STEREOSPECIFICITY IN THE TRANSFER OF HYDROGEN TO ALICYCLIC KETONES

Abstract

The in vitro reduction and oxidation of the isomeric methylcyclohexanones and methylcyclohexanols by horse liver alcohol dehydrogenase, in the presence of reduced nicotinamide adenine dinucleotide (NADH2) or nicotinamide adenine dinucleotide (NAD), has been studied. Whereas (±)-2-methylcyclohexanone give (+)-trans-, and (+)-cis-2-methylcyclohexanol, (+)-2-methylcyclohexanone gives (+)-trans-2-methylcyclohexanol and (-)-2-methylcyclohexanone gives (+)-cis-2-methylcyclohexanol. (±)-3-methylcyclohexanone affords racemic cis-and trans-3-methylcyclohexanol, while the optically active (+)-3-methylcyclohexanone gives (-)-cis- and (-)-trans-3-methylcyclohexanol, and (-)-3-methylcyclohexanone give (+)-cis- and (+)-trans-3-methylcyclohexanol. The alcohols were isolated by ether extraction and were characterised by gas chromatography, thin layer chromatography, infrared analysis and their optical rotations.

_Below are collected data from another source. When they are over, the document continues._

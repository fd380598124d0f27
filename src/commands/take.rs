//! The `practicum take` command.

use anyhow::{Context, Result, bail};
use practicum::{Config, Repository, TestSession};
use uuid::Uuid;

pub fn execute(
    repo: &mut dyn Repository,
    config: &Config,
    practical: Option<Uuid>,
    student: Option<Uuid>,
) -> Result<()> {
    let practical_id = match practical {
        Some(id) => id,
        None => match repo.practicals()?.into_iter().find(|p| p.status.is_published()) {
            Some(practical) => practical.id,
            None => bail!("no published practical to take"),
        },
    };
    let student_id = match student {
        Some(id) => id,
        None => match repo.students()?.into_iter().next() {
            Some(student) => student.id,
            None => bail!("no students in the course"),
        },
    };

    let session = TestSession::open(repo, config.grading(), student_id, practical_id)?;
    let outcome = session.run().context("test session failed")?;

    match outcome {
        Some(outcome) => {
            println!(
                "Recorded {}/{} ({}).",
                outcome.result.score,
                outcome.total,
                if outcome.passed { "passed" } else { "not passed" }
            );
            if let Some(lecture) = outcome.unlocked_lecture {
                println!("Unlocked lecture: {}", lecture.title);
            }
        }
        None => println!("Left without finishing, nothing recorded."),
    }
    Ok(())
}
use crate::error::ServerResult;
use crate::state::ServerState;
use axum::extract::State;
use axum::response::IntoResponse;
use axum::Json;
use matcher::Item;
use serde::Serialize;
use std::sync::Arc;

#[derive(Serialize)]
struct CatalogEntry<'a> {
    #[serde(flatten)]
    item: &'a Item,
    glyph: &'static str,
}

/// List the catalog in order, each item with its glyph.
pub async fn list_items(State(state): State<Arc<ServerState>>) -> ServerResult<impl IntoResponse> {
    let matcher = state.matcher()?;
    let items: Vec<CatalogEntry<'_>> = matcher
        .catalog()
        .iter()
        .map(|item| CatalogEntry {
            item,
            glyph: matcher.glyph_for(item.vibes.as_slice()),
        })
        .collect();

    Ok(Json(serde_json::json!({
        "total": items.len(),
        "items": items,
    })))
}
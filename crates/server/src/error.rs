use axum::extract::rejection::JsonRejection;
use axum::http::StatusCode;
use axum::response::{IntoResponse, Response};
use axum::Json;
use serde::{Deserialize, Serialize};

pub type ServerResult<T> = Result<T, ServerError>;

/// Server error types
#[derive(Debug, thiserror::Error)]
pub enum ServerError {
    #[error("Bad request: {0}")]
    BadRequest(String),

    /// The matcher never came up; every API call reports the startup failure.
    #[error("{0}")]
    Unavailable(String),

    #[error("Match error: {0}")]
    Match(#[from] matcher::MatchError),

    #[error("Internal server error: {0}")]
    Internal(String),

    #[error("Configuration error: {0}")]
    Config(String),

    #[error("Not found")]
    NotFound,
}

/// API error response structure
#[derive(Debug, Serialize, Deserialize)]
pub struct ErrorResponse {
    pub error: ErrorDetail,
}

#[derive(Debug, Serialize, Deserialize)]
pub struct ErrorDetail {
    pub code: String,
    pub message: String,
}

impl ServerError {
    /// Get HTTP status code for this error
    fn status_code(&self) -> StatusCode {
        match self {
            ServerError::BadRequest(_) => StatusCode::BAD_REQUEST,
            ServerError::Unavailable(_) => StatusCode::SERVICE_UNAVAILABLE,
            ServerError::NotFound => StatusCode::NOT_FOUND,
            ServerError::Match(_) | ServerError::Internal(_) | ServerError::Config(_) => {
                StatusCode::INTERNAL_SERVER_ERROR
            }
        }
    }

    /// Get error code string
    fn error_code(&self) -> &'static str {
        match self {
            ServerError::BadRequest(_) => "BAD_REQUEST",
            ServerError::Unavailable(_) => "SERVICE_UNAVAILABLE",
            ServerError::Match(_) => "MATCH_ERROR",
            ServerError::Internal(_) => "INTERNAL_ERROR",
            ServerError::Config(_) => "CONFIG_ERROR",
            ServerError::NotFound => "NOT_FOUND",
        }
    }
}

impl IntoResponse for ServerError {
    fn into_response(self) -> Response {
        let status = self.status_code();
        if status.is_server_error() {
            tracing::warn!(error = %self, code = self.error_code(), "request failed");
        }
        let body = ErrorResponse {
            error: ErrorDetail {
                code: self.error_code().to_string(),
                message: self.to_string(),
            },
        };
        (status, Json(body)).into_response()
    }
}

impl From<JsonRejection> for ServerError {
    fn from(err: JsonRejection) -> Self {
        ServerError::BadRequest(err.body_text())
    }
}

impl From<tokio::task::JoinError> for ServerError {
    fn from(err: tokio::task::JoinError) -> Self {
        ServerError::Internal(format!("worker task failed: {err}"))
    }
}
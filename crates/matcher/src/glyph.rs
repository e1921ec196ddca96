//! Vibe tag to emoji lookup.

/// Shown when none of an item's tags has a glyph.
pub const DEFAULT_GLYPH: &str = "🛍️";

/// Known tags and their glyphs. Matching is exact and case-sensitive.
pub const GLYPHS: &[(&str, &str)] = &[
    ("boho", "🌸"),
    ("festival", "🎉"),
    ("beach", "🌊"),
    ("urban", "🏙️"),
    ("techwear", "🔌"),
    ("athletic", "👟"),
    ("cozy", "🧣"),
    ("comfort", "☕"),
    ("minimalist", "✨"),
    ("elegant", "💎"),
    ("classic", "🏛️"),
    ("cyberpunk", "🤖"),
    ("energetic", "⚡"),
    ("relaxed", "🧘"),
    ("vacation", "🌴"),
    ("vintage", "📜"),
    ("academic", "📚"),
];

/// Glyph of the first tag, in the item's own order, that has one.
pub fn glyph_for<S: AsRef<str>>(vibes: &[S]) -> &'static str {
    vibes
        .iter()
        .find_map(|tag| lookup(tag.as_ref()))
        .unwrap_or(DEFAULT_GLYPH)
}

fn lookup(tag: &str) -> Option<&'static str> {
    GLYPHS
        .iter()
        .find(|(known, _)| *known == tag)
        .map(|(_, glyph)| *glyph)
}
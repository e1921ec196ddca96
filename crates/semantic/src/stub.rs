use fxhash::hash64;

use crate::normalize::l2_normalize_in_place;
use crate::{Embedder, SemanticConfig, SemanticError};

/// Deterministic embedder used in [`EmbeddingMode::Fast`](crate::EmbeddingMode::Fast).
///
/// Signed feature hashing over lower-cased alphanumeric tokens: each token lands in one bucket
/// with a +1/-1 sign taken from its hash. Texts that share words end up with a high cosine
/// similarity, which is enough to exercise ranking without model files.
#[derive(Debug, Clone)]
pub struct HashingEmbedder {
    model_name: String,
    dim: usize,
    normalize: bool,
}

impl HashingEmbedder {
    pub fn new(cfg: &SemanticConfig) -> Result<Self, SemanticError> {
        if cfg.stub_dimension == 0 {
            return Err(SemanticError::InvalidConfig(
                "stub_dimension must be greater than zero".into(),
            ));
        }
        Ok(Self {
            model_name: cfg.model_name.clone(),
            dim: cfg.stub_dimension,
            normalize: cfg.normalize,
        })
    }

    pub fn dimension(&self) -> usize {
        self.dim
    }

    fn embed_one(&self, text: &str) -> Vec<f32> {
        let mut v = vec![0f32; self.dim];
        let lowered = text.to_lowercase();
        for token in lowered
            .split(|c: char| !c.is_alphanumeric())
            .filter(|t| !t.is_empty())
        {
            let h = hash64(token.as_bytes());
            let bucket = (h % self.dim as u64) as usize;
            let sign = if h >> 63 == 0 { 1.0 } else { -1.0 };
            v[bucket] += sign;
        }
        if self.normalize {
            l2_normalize_in_place(&mut v);
        }
        v
    }
}

impl Embedder for HashingEmbedder {
    fn model_name(&self) -> &str {
        &self.model_name
    }

    fn embed_batch(&self, texts: &[&str]) -> Result<Vec<Vec<f32>>, SemanticError> {
        Ok(texts.iter().map(|text| self.embed_one(text)).collect())
    }
}

#[cfg(test)]
mod tests {
    use super::*;

    fn embedder() -> HashingEmbedder {
        HashingEmbedder::new(&SemanticConfig::fast()).unwrap()
    }

    fn cosine(a: &[f32], b: &[f32]) -> f32 {
        a.iter().zip(b).map(|(x, y)| x * y).sum()
    }

    #[test]
    fn dimension_follows_config() {
        let cfg = SemanticConfig {
            stub_dimension: 64,
            ..SemanticConfig::fast()
        };
        let e = HashingEmbedder::new(&cfg).unwrap();
        assert_eq!(e.embed("hello world").unwrap().len(), 64);
        assert_eq!(e.dimension(), 64);
    }

    #[test]
    fn zero_dimension_is_rejected() {
        let cfg = SemanticConfig {
            stub_dimension: 0,
            ..SemanticConfig::fast()
        };
        assert!(matches!(
            HashingEmbedder::new(&cfg),
            Err(SemanticError::InvalidConfig(_))
        ));
    }

    #[test]
    fn deterministic_for_same_text() {
        let e = embedder();
        assert_eq!(e.embed("same text").unwrap(), e.embed("same text").unwrap());
    }

    #[test]
    fn case_and_punctuation_do_not_matter() {
        let e = embedder();
        assert_eq!(
            e.embed("Cozy, rainy day!").unwrap(),
            e.embed("cozy rainy day").unwrap()
        );
    }

    #[test]
    fn normalized_output_has_unit_length() {
        let v = embedder().embed("a modern athletic techwear sneaker").unwrap();
        let norm: f32 = v.iter().map(|x| x * x).sum::<f32>().sqrt();
        assert!((norm - 1.0).abs() < 1e-4, "norm={norm}");
    }

    #[test]
    fn empty_text_is_zero_vector() {
        let v = embedder().embed("").unwrap();
        assert_eq!(v.len(), 768);
        assert!(v.iter().all(|&x| x == 0.0));
    }

    #[test]
    fn shared_words_score_higher() {
        let e = embedder();
        let query = e.embed("cozy rainy day book").unwrap();
        let close = e.embed("cozy rainy day book. a perfect cozy knit cardigan.").unwrap();
        let far = e.embed("a high-shine metallic silver jacket").unwrap();
        assert!(cosine(&query, &close) > cosine(&query, &far));
    }

    #[test]
    fn batch_preserves_order() {
        let e = embedder();
        let batch = e.embed_batch(&["first", "second"]).unwrap();
        assert_eq!(batch[0], e.embed("first").unwrap());
        assert_eq!(batch[1], e.embed("second").unwrap());
    }

    #[test]
    fn unicode_text_embeds() {
        let v = embedder().embed("Hello 世界 🌍").unwrap();
        assert!(!v.iter().all(|&x| x == 0.0));
    }
}
//! Fixed-query smoke test over a built matcher.
//!
//! Each case runs with `top_n = 1`; a case is good when the top score clears the threshold and,
//! if an expected item is named, the top item is that one.

use std::fmt::Write as _;
use std::time::{Duration, Instant};

use matcher::{MatchError, VibeMatcher};
use serde::{Deserialize, Serialize};
use tracing::info;

#[derive(Debug, Clone, Serialize, Deserialize, PartialEq)]
pub struct SmokeCase {
    pub query: String,
    /// Item name the query should rank first, if any.
    #[serde(default)]
    pub expected: Option<String>,
}

impl SmokeCase {
    pub fn new(query: impl Into<String>, expected: impl Into<String>) -> Self {
        Self {
            query: query.into(),
            expected: Some(expected.into()),
        }
    }
}

#[derive(Debug, Clone, Serialize, Deserialize, PartialEq)]
pub struct SmokeConfig {
    #[serde(default = "default_threshold")]
    pub threshold: f32,
    #[serde(default = "default_cases")]
    pub cases: Vec<SmokeCase>,
}

impl Default for SmokeConfig {
    fn default() -> Self {
        Self {
            threshold: default_threshold(),
            cases: default_cases(),
        }
    }
}

fn default_threshold() -> f32 {
    0.7
}

fn default_cases() -> Vec<SmokeCase> {
    vec![
        SmokeCase::new("energetic urban chic", "Urbanite Tech Runner"),
        SmokeCase::new("cozy rainy day book", "Cozy Knit Cardigan"),
        SmokeCase::new("futuristic cyberpunk", "Cyber-Punk Bomber Jacket"),
    ]
}

/// Result of one smoke query.
#[derive(Debug, Clone, Serialize, PartialEq)]
pub struct SmokeOutcome {
    pub query: String,
    pub expected: Option<String>,
    pub top_match: Option<String>,
    pub score: Option<f32>,
    pub good: bool,
    pub latency_secs: f64,
}

#[derive(Debug, Clone, Serialize, PartialEq)]
pub struct SmokeReport {
    pub threshold: f32,
    pub outcomes: Vec<SmokeOutcome>,
}

impl SmokeReport {
    pub fn passed(&self) -> bool {
        self.outcomes.iter().all(|o| o.good)
    }

    pub fn passed_count(&self) -> usize {
        self.outcomes.iter().filter(|o| o.good).count()
    }

    pub fn mean_latency(&self) -> Duration {
        if self.outcomes.is_empty() {
            return Duration::ZERO;
        }
        let total: f64 = self.outcomes.iter().map(|o| o.latency_secs).sum();
        Duration::from_secs_f64(total / self.outcomes.len() as f64)
    }

    /// Plain-text results table followed by the per-query latency series.
    pub fn render_table(&self) -> String {
        let good_header = format!("Good Match? (>{})", self.threshold);
        let headers = ["Test Query", "Top Match", "Score", good_header.as_str(), "Latency (s)"];
        let rows: Vec<[String; 5]> = self
            .outcomes
            .iter()
            .map(|o| {
                [
                    o.query.clone(),
                    o.top_match.clone().unwrap_or_else(|| "N/A".into()),
                    o.score
                        .map(|s| format!("{s:.4}"))
                        .unwrap_or_else(|| "0".into()),
                    (if o.good { "✅" } else { "❌" }).to_string(),
                    format!("{:.4}", o.latency_secs),
                ]
            })
            .collect();

        let mut widths = headers.map(|h| h.chars().count());
        for row in &rows {
            for (w, cell) in widths.iter_mut().zip(row) {
                *w = (*w).max(cell.chars().count());
            }
        }

        let mut out = String::new();
        push_row(&mut out, headers.iter().copied(), &widths);
        let rule: Vec<String> = widths.iter().map(|w| "-".repeat(*w)).collect();
        push_row(&mut out, rule.iter().map(String::as_str), &widths);
        for row in &rows {
            push_row(&mut out, row.iter().map(String::as_str), &widths);
        }

        out.push_str("\nLatency\n");
        for (i, o) in self.outcomes.iter().enumerate() {
            let _ = writeln!(out, "Query {}: {:.4}s", i + 1, o.latency_secs);
        }
        let _ = writeln!(
            out,
            "\n{}/{} good matches",
            self.passed_count(),
            self.outcomes.len()
        );
        out
    }
}

fn push_row<'a>(out: &mut String, cells: impl Iterator<Item = &'a str>, widths: &[usize]) {
    let line: Vec<String> = cells
        .zip(widths)
        .map(|(cell, w)| {
            let pad = w.saturating_sub(cell.chars().count());
            format!("{cell}{}", " ".repeat(pad))
        })
        .collect();
    out.push_str(line.join(" | ").trim_end());
    out.push('\n');
}

/// Run every configured case against `matcher`.
pub fn run_smoke(matcher: &VibeMatcher, cfg: &SmokeConfig) -> Result<SmokeReport, MatchError> {
    let mut outcomes = Vec::with_capacity(cfg.cases.len());
    for case in &cfg.cases {
        let start = Instant::now();
        let hits = matcher.find_matches(&case.query, 1)?;
        let latency = start.elapsed();

        let outcome = match hits.first() {
            Some(top) => {
                let name_ok = case
                    .expected
                    .as_deref()
                    .is_none_or(|expected| expected == top.item.name);
                SmokeOutcome {
                    query: case.query.clone(),
                    expected: case.expected.clone(),
                    top_match: Some(top.item.name.clone()),
                    score: Some(top.score),
                    good: top.score > cfg.threshold && name_ok,
                    latency_secs: latency.as_secs_f64(),
                }
            }
            None => SmokeOutcome {
                query: case.query.clone(),
                expected: case.expected.clone(),
                top_match: None,
                score: None,
                good: false,
                latency_secs: latency.as_secs_f64(),
            },
        };
        info!(
            query = %outcome.query,
            top = outcome.top_match.as_deref().unwrap_or("N/A"),
            good = outcome.good,
            latency_ms = latency.as_millis() as u64,
            "smoke case"
        );
        outcomes.push(outcome);
    }
    Ok(SmokeReport {
        threshold: cfg.threshold,
        outcomes,
    })
}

These results closely resemble the in vivo metabolic conversions observed for the 2-, and 3-methylcyclohexanones, and suggest that the oxido-reductase in the animal body, responsible for the observed changes, is either liver alcohol dehydrogenase or an enzyme with properties remarkably similar to those of LADH. The findings are discussed in terms of the conformations and the established absolute configurations of alcohols and ketones, and a correlation of the observed rates and Km values and the steric specificity lends support to a general hypothesis on the stereospecific nature of LADH The results from the in vitro oxidation of the isomeric methylcyclohexanols together with the results from the in vitro reductions of the ketones, help to validate the hypothesis that the observed in vivo inversion of the thermodynamically less stable (±)-cis-2-methylcyclohexanol and the (±)-trans-3-methylcyclohexanol occurs through a ketone intermediate.